Outra voluntária que já foi pressionada dessa forma é a produtora Giulia Grillo. "Os moradores do prédio me chamam de 'madrinha do tráfico'. Vieram me perguntar quanto eu estava ganhando, me acusaram de defender os traficantes", conta. No ano passado, guardas-civis também a levaram para a delegacia para que explicasse sua relação com o crime organizado.
"Tentaram, fizeram de tudo para me associar ao tráfico, mas não conseguiram", diz ela, que também viu as doações caírem por lá.
"Quando começou a pandemia, praticamente todos se afastaram. Na primeira semana de lockdown, vi o Pastor do Pão distribuir pão duro em fatias", conta, sobre outro voluntário que está sendo ameaçado por filmar ações da polícia.
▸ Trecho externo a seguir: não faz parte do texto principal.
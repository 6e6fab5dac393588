//! Transport collaborators consumed by the sessions.
//!
//! Sessions never touch sockets directly. The connectionless variant drives a
//! [`DatagramTransport`]; the connection-oriented variant drives a
//! [`StreamTransport`]. Every call is non-blocking so that `update()` never
//! stalls the tick.

use std::io;
use std::net::SocketAddr;

use crate::packet::Packet;

pub mod memory;
pub mod tcp;
pub mod udp;

pub use memory::{MemoryDatagram, MemoryListener, MemoryNetwork, MemoryStream, MemoryStreams};
pub use tcp::{TcpByteStream, TcpStreamListener, TcpTransport};
pub use udp::UdpTransport;

/// Packet-oriented transport.
pub trait DatagramTransport {
    /// Bind to `port` on every interface. Port 0 lets the system choose.
    fn bind(&mut self, port: u16) -> bool;

    /// Transmit one datagram.
    fn send(&self, address: SocketAddr, bytes: &[u8]) -> io::Result<usize>;

    /// Load the next pending datagram into `packet`.
    ///
    /// Returns `false` when nothing is pending. Never blocks.
    fn receive(&self, packet: &mut Packet) -> bool;

    /// Bound address, if bound.
    fn local_address(&self) -> Option<SocketAddr>;
}

/// Reliable ordered byte stream to one peer.
///
/// Follows the `std::io` conventions of a non-blocking socket: `read`
/// returns `Ok(0)` once the peer has closed, and [`io::ErrorKind::WouldBlock`]
/// when no data is pending.
pub trait ByteStream {
    /// Write as much of `bytes` as the stream accepts right now.
    fn write(&mut self, bytes: &[u8]) -> io::Result<usize>;

    /// Read pending bytes into `buf`.
    fn read(&mut self, buf: &mut [u8]) -> io::Result<usize>;

    /// Address of the remote end.
    fn peer_address(&self) -> SocketAddr;

    /// Close both directions.
    fn shutdown(&mut self);
}

/// Accepts inbound streams.
pub trait StreamListener {
    /// Stream type produced by `accept`.
    type Stream: ByteStream;

    /// Next pending inbound stream, if any. Never blocks.
    fn accept(&mut self) -> io::Result<Option<Self::Stream>>;

    /// Address the listener is bound to.
    fn local_address(&self) -> SocketAddr;
}

/// Factory for listeners and outbound streams.
pub trait StreamTransport {
    /// Stream type for both directions.
    type Stream: ByteStream + 'static;
    /// Listener type.
    type Listener: StreamListener<Stream = Self::Stream>;

    /// Listen on `port`.
    fn listen(&mut self, port: u16) -> io::Result<Self::Listener>;

    /// Open a stream to `address`.
    fn connect(&mut self, address: SocketAddr) -> io::Result<Self::Stream>;
}

/// Whether an I/O error only means "try again later".
pub(crate) fn is_transient(error: &io::Error) -> bool {
    matches!(
        error.kind(),
        io::ErrorKind::WouldBlock | io::ErrorKind::Interrupted
    )
}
Para a psicóloga Beatris Dotta, que pesquisa a região, "é um momento tenso, como se todo mundo fosse suspeito. Estão só esperando um fósforo para riscar". Na sua opinião, a diminuição do atendimento público gerou ainda mais vulnerabilidade.
"As operações diárias estão mais agressivas e as pessoas mais expostas a condições indignas. Isso vai retroalimentando o ciclo de violência", diz.
Segundo o promotor de Justiça de Direitos Humanos Eduardo Ferreira Valerio, um dos que assinam a ação civil pública contra a atuação da GCM na cracolândia, a tensão oscila. "Agora começou a piorar, mas enquanto não houver solução estrutural, uma política pública com início, meio e fim, vai ser assim", afirma.
Na última década, foram vários projetos para a região com diferentes abordagens: "Nova Luz", "Braços Abertos", "Redenção", "Redenção Fase II" e "Redenção Fase III". Sem continuidade entre eles, foram pouco eficientes, o que, segundo o MP, é uma "tentativa e erro com seres humanos e gasto de dinheiro público".
"Vimos que ela [a GCM] não age só quando é provocada, mas também provoca conflitos e usa estratégia militar de conquista de espaço urbano, como se fosse uma guerra. Um claro desvio de finalidade", afirma o promotor.
Procurada, a Prefeitura de São Paulo, sob gestão de Ricardo Nunes (MDB), afirmou que atua na região da Luz com abordagem multidisciplinar aos usuários de drogas.
Segundo a gestão, a unidade do Atende 2 foi fechada porque o projeto está em processo de transformação para equipamentos do Siat 2 (Serviço de Acolhida Terapêutica). O espaço da rua Helvétia, no meio da cracolândia, foi transferido para o Glicério, a 2,5 quilômetros dali. No local original, será construído mais um prédio de moradia social da parceria público-privada.
A gestão informa também que distribui na região da Luz mil refeições diárias (500 almoços e 500 jantares), que foi instalado um banheiro na praça Júlio Prestes, e que realiza abordagens diárias aos usuários com seis equipes compostas de médicos, enfermeiros, assistentes sociais e psicólogos.
A Secretaria Municipal de Segurança Urbana informou que a GCM está presente na região "apoiando as ações das demais políticas públicas, protegendo agentes e equipamentos públicos, auxiliando no policiamento comunitário e preventivo, exclusivamente". Também disse que não foi notificada sobre a ação civil pública do MP.